Metamorfose pela mutilação.

Hoje acordei com saudades de mim.

Mergulhado no rio, vejo que não há como reverter seu curso.

Escolhi ser cada parte do que sou,

Mas também amputei muitos membros.

Desde a nascente até o ponto onde me encontro, apertando as vistas para conseguir enxergar,

Posso distinguir, em meio a fúria da correnteza, meus renegados.

O primeiro é o coração, ainda envolto de sangue vivido e viscoso, palpita de longe.

Alguns metros depois vejo minhas cordas vocais, que ainda vibram num grito ininterrupto, mas não emitem som algum.

Não muitos metros a frente, estão meus ouvidos que expelem meus tímpanos como se ouvissem o mais agudo dos sons.

E aqui agora, diante de mim, sobre minhas mãos tremulas e enrugadas pela água, jaz meu grande e rosado cérebro, envolto num líquido de um amarelo discreto, mas não menos repulsivo.

Arranco meus olhos e os lanço para a margem.

Daqui de onde meus olhos estão posso contemplar minha obra, contemplar a mim mesmo como um outro que me tornei. Como num quadro, emoldurado pela densa e escura mata que envolve minhas íris, lá estou eu: de pé, nu e mutilado.

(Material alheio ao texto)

fn param_from_json(v: &Json) -> Result<ParamInfo, EvalError> {
    let o = obj(v, "param")?;
    let name = str_field(o, "name", "param")?.to_string();
    let kind = str_field(o, "type", "param")?;
    let bitwidth = bitwidth_field(o, &format!("param '{}'", name))?;
    let ty = match kind {
        "bit" => Type::FixedUnsigned { bitwidth },
        "signed" => Type::FixedSigned { bitwidth },
        other => {
            return Err(de(format!(
                "param '{}': unknown param type '{}'",
                name, other
            )))
        }
    };
    Ok(ParamInfo {
        id: u32_field(o, "id", "param")?,
        name,
        ty,
    })
}

fn table_from_json(v: &Json) -> Result<TableInfo, EvalError> {
    let o = obj(v, "table")?;
    let name = str_field(o, "name", "table")?.to_string();
    let mut keys_by_id = HashMap::new();
    let mut keys_by_name = HashMap::new();
    if let Some(keys) = o.get("keys") {
        for k in arr(keys, "keys")? {
            let key = key_from_json(k)?;
            if keys_by_id.contains_key(&key.id) {
                return Err(de(format!(
                    "table '{}': duplicate key id {}",
                    name, key.id
                )));
            }
            if keys_by_name.contains_key(&key.name) {
                return Err(de(format!(
                    "table '{}': duplicate key name '{}'",
                    name, key.name
                )));
            }
            keys_by_id.insert(key.id, key.clone());
            keys_by_name.insert(key.name.clone(), key);
        }
    }
    let (constraint, constraint_source) = constraint_from_json(o, "table")?;
    Ok(TableInfo {
        id: u32_field(o, "id", "table")?,
        name,
        constraint,
        constraint_source,
        keys_by_id,
        keys_by_name,
    })
}

fn action_from_json(v: &Json) -> Result<ActionInfo, EvalError> {
    let o = obj(v, "action")?;
    let name = str_field(o, "name", "action")?.to_string();
    let mut params_by_id = HashMap::new();
    let mut params_by_name = HashMap::new();
    if let Some(params) = o.get("params") {
        for p in arr(params, "params")? {
            let param = param_from_json(p)?;
            if params_by_id.contains_key(&param.id) {
                return Err(de(format!(
                    "action '{}': duplicate param id {}",
                    name, param.id
                )));
            }
            if params_by_name.contains_key(&param.name) {
                return Err(de(format!(
                    "action '{}': duplicate param name '{}'",
                    name, param.name
                )));
            }
            params_by_id.insert(param.id, param.clone());
            params_by_name.insert(param.name.clone(), param);
        }
    }
    let (constraint, constraint_source) = constraint_from_json(o, "action")?;
    Ok(ActionInfo {
        id: u32_field(o, "id", "action")?,
        name,
        constraint,
        constraint_source,
        params_by_id,
        params_by_name,
    })
}

// ──────────────────────────────────────────────
// Tests
// ──────────────────────────────────────────────
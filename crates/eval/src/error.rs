//! Checker error type.
//!
//! Every failure is one of two kinds. *Invalid argument* means the caller's
//! data (an entry, an action invocation, or the interchange metadata) is
//! inconsistent with the pipeline description. *Internal* means a
//! well-typed expression produced a mis-typed intermediate result at
//! runtime, which indicates a bug in the external type checker or loader,
//! never in the caller. Internal variants carry a source quote where one
//! could be produced.

use std::fmt;

/// Failure class, used by callers to decide who is at fault.
#[derive(Debug, Clone, Copy, PartialEq, Eq)]
pub enum ErrorKind {
    InvalidArgument,
    Internal,
}

#[derive(Debug, Clone, PartialEq, Eq)]
pub enum EvalError {
    /// Entry references a table id the pipeline does not declare.
    UnknownTable { table_id: u32 },
    /// Entry references an action id the pipeline does not declare.
    UnknownAction { action_id: u32 },
    /// Match field id not declared for this table.
    UnknownKey { table: String, field_id: u32 },
    /// Action parameter id not declared for this action.
    UnknownParam { action: String, param_id: u32 },
    /// The same match field appears twice in one entry.
    DuplicateKey { table: String, field_id: u32 },
    /// The same parameter appears twice in one invocation.
    DuplicateParam { action: String, param_id: u32 },
    /// Exact keys are mandatory; the entry omitted one.
    MissingExactKey { table: String, key: String },
    /// Declared parameter absent from the invocation.
    MissingParam { action: String, param: String },
    /// Wire payload kind disagrees with the key's declared match kind.
    MatchKindMismatch {
        key: String,
        expected: String,
        got: String,
    },
    /// Decoded wire integer does not fit the declared bit-width.
    ValueOutOfRange {
        context: String,
        value: String,
        bitwidth: u32,
    },
    /// LPM prefix length outside `[0, bitwidth]`.
    InvalidPrefixLength {
        key: String,
        prefix_length: u32,
        bitwidth: u32,
    },
    /// Range endpoints with `low > high`.
    InvertedRange { key: String, low: String, high: String },
    /// Malformed interchange metadata.
    DeserializeError { message: String },

    /// Evaluated value disagrees with the node's declared type.
    TypeMismatch {
        expected: String,
        got: String,
        quote: String,
    },
    /// Variable not bound in the environment.
    UnboundName { name: String, quote: String },
    /// Field projection the value does not support.
    IllegalFieldAccess {
        field: String,
        value_type: String,
        quote: String,
    },
    /// Cast between types the language does not relate.
    IllegalCast {
        from: String,
        to: String,
        quote: String,
    },
    /// Checked cast whose operand is outside the target range.
    CastOutOfRange {
        value: String,
        target: String,
        quote: String,
    },
    /// AST shape the evaluator cannot process.
    MalformedExpression { message: String, quote: String },
    /// Explanation search walked into a non-boolean node.
    NonBooleanExplanation { quote: String },
}

impl EvalError {
    pub fn kind(&self) -> ErrorKind {
        match self {
            EvalError::UnknownTable { .. }
            | EvalError::UnknownAction { .. }
            | EvalError::UnknownKey { .. }
            | EvalError::UnknownParam { .. }
            | EvalError::DuplicateKey { .. }
            | EvalError::DuplicateParam { .. }
            | EvalError::MissingExactKey { .. }
            | EvalError::MissingParam { .. }
            | EvalError::MatchKindMismatch { .. }
            | EvalError::ValueOutOfRange { .. }
            | EvalError::InvalidPrefixLength { .. }
            | EvalError::InvertedRange { .. }
            | EvalError::DeserializeError { .. } => ErrorKind::InvalidArgument,

            EvalError::TypeMismatch { .. }
            | EvalError::UnboundName { .. }
            | EvalError::IllegalFieldAccess { .. }
            | EvalError::IllegalCast { .. }
            | EvalError::CastOutOfRange { .. }
            | EvalError::MalformedExpression { .. }
            | EvalError::NonBooleanExplanation { .. } => ErrorKind::Internal,
        }
    }
}

/// Appends a source quote on its own lines when one is available.
fn with_quote(f: &mut fmt::Formatter<'_>, quote: &str) -> fmt::Result {
    if quote.is_empty() {
        Ok(())
    } else {
        write!(f, "\n{}", quote)
    }
}

impl fmt::Display for EvalError {
    fn fmt(&self, f: &mut fmt::Formatter<'_>) -> fmt::Result {
        match self {
            EvalError::UnknownTable { table_id } => {
                write!(f, "table with id {} not declared in pipeline", table_id)
            }
            EvalError::UnknownAction { action_id } => {
                write!(f, "action with id {} not declared in pipeline", action_id)
            }
            EvalError::UnknownKey { table, field_id } => {
                write!(
                    f,
                    "match field with id {} not declared for table '{}'",
                    field_id, table
                )
            }
            EvalError::UnknownParam { action, param_id } => {
                write!(
                    f,
                    "parameter with id {} not declared for action '{}'",
                    param_id, action
                )
            }
            EvalError::DuplicateKey { table, field_id } => {
                write!(
                    f,
                    "match field with id {} given twice for table '{}'",
                    field_id, table
                )
            }
            EvalError::DuplicateParam { action, param_id } => {
                write!(
                    f,
                    "parameter with id {} given twice for action '{}'",
                    param_id, action
                )
            }
            EvalError::MissingExactKey { table, key } => {
                write!(
                    f,
                    "exact key '{}' of table '{}' must be present in entry",
                    key, table
                )
            }
            EvalError::MissingParam { action, param } => {
                write!(
                    f,
                    "parameter '{}' of action '{}' missing from invocation",
                    param, action
                )
            }
            EvalError::MatchKindMismatch { key, expected, got } => {
                write!(
                    f,
                    "match field '{}' declared {} but entry carries a {} payload",
                    key, expected, got
                )
            }
            EvalError::ValueOutOfRange {
                context,
                value,
                bitwidth,
            } => {
                write!(
                    f,
                    "{}: value {} does not fit in {} bits",
                    context, value, bitwidth
                )
            }
            EvalError::InvalidPrefixLength {
                key,
                prefix_length,
                bitwidth,
            } => {
                write!(
                    f,
                    "LPM key '{}': prefix length {} outside [0, {}]",
                    key, prefix_length, bitwidth
                )
            }
            EvalError::InvertedRange { key, low, high } => {
                write!(f, "range key '{}': low {} exceeds high {}", key, low, high)
            }
            EvalError::DeserializeError { message } => {
                write!(f, "malformed constraint metadata: {}", message)
            }
            EvalError::TypeMismatch {
                expected,
                got,
                quote,
            } => {
                write!(f, "expected value of type {}, got {}", expected, got)?;
                with_quote(f, quote)
            }
            EvalError::UnboundName { name, quote } => {
                write!(f, "name '{}' not bound in environment", name)?;
                with_quote(f, quote)
            }
            EvalError::IllegalFieldAccess {
                field,
                value_type,
                quote,
            } => {
                write!(f, "value of type {} has no field '{}'", value_type, field)?;
                with_quote(f, quote)
            }
            EvalError::IllegalCast { from, to, quote } => {
                write!(f, "cannot cast {} to {}", from, to)?;
                with_quote(f, quote)
            }
            EvalError::CastOutOfRange {
                value,
                target,
                quote,
            } => {
                write!(f, "value {} out of range for cast to {}", value, target)?;
                with_quote(f, quote)
            }
            EvalError::MalformedExpression { message, quote } => {
                write!(f, "malformed expression: {}", message)?;
                with_quote(f, quote)
            }
            EvalError::NonBooleanExplanation { quote } => {
                write!(f, "explanation search reached a non-boolean node")?;
                with_quote(f, quote)
            }
        }
    }
}

impl std::error::Error for EvalError {}

// ──────────────────────────────────────────────
// Tests
// ──────────────────────────────────────────────
//! pipegate-core: constraint-language AST and source handling.
//!
//! Holds the types shared between the external constraint compiler and the
//! runtime checker in `pipegate-eval`:
//!
//! - [`Expression`] / [`ExprKind`] -- type-annotated constraint AST
//! - [`Type`] -- the static type grammar
//! - [`SourceSpan`] / [`ConstraintSource`] -- positions and diagnostic
//!   quoting
//! - [`NodeId`] / [`SizeCache`] / [`size()`] -- node-identity caches used
//!   by the evaluator and the explainer

pub mod ast;
pub mod source;

pub use ast::{
    size, BinaryOp, ExprKind, Expression, NodeId, SizeCache, SourcePosition, SourceSpan, Type,
    UnaryOp,
};
pub use source::{ConstraintLocation, ConstraintSource};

No lugar de meus olhos, dois ocos, vazios, negros e profundos. Meu rosto tingido de vermelho.

Abandono meu cérebro que logo é engolido pela água.

E caminho, cambaleante e vazio, na direção contrária à nascente, rumo ao lugar onde deságua o rio.

O mar.

E sigo sendo eu, um eu outro que escolhi ser.

Hoje acordei com saudades de mim. Aquele mim cheio daquele eu do começo do rio.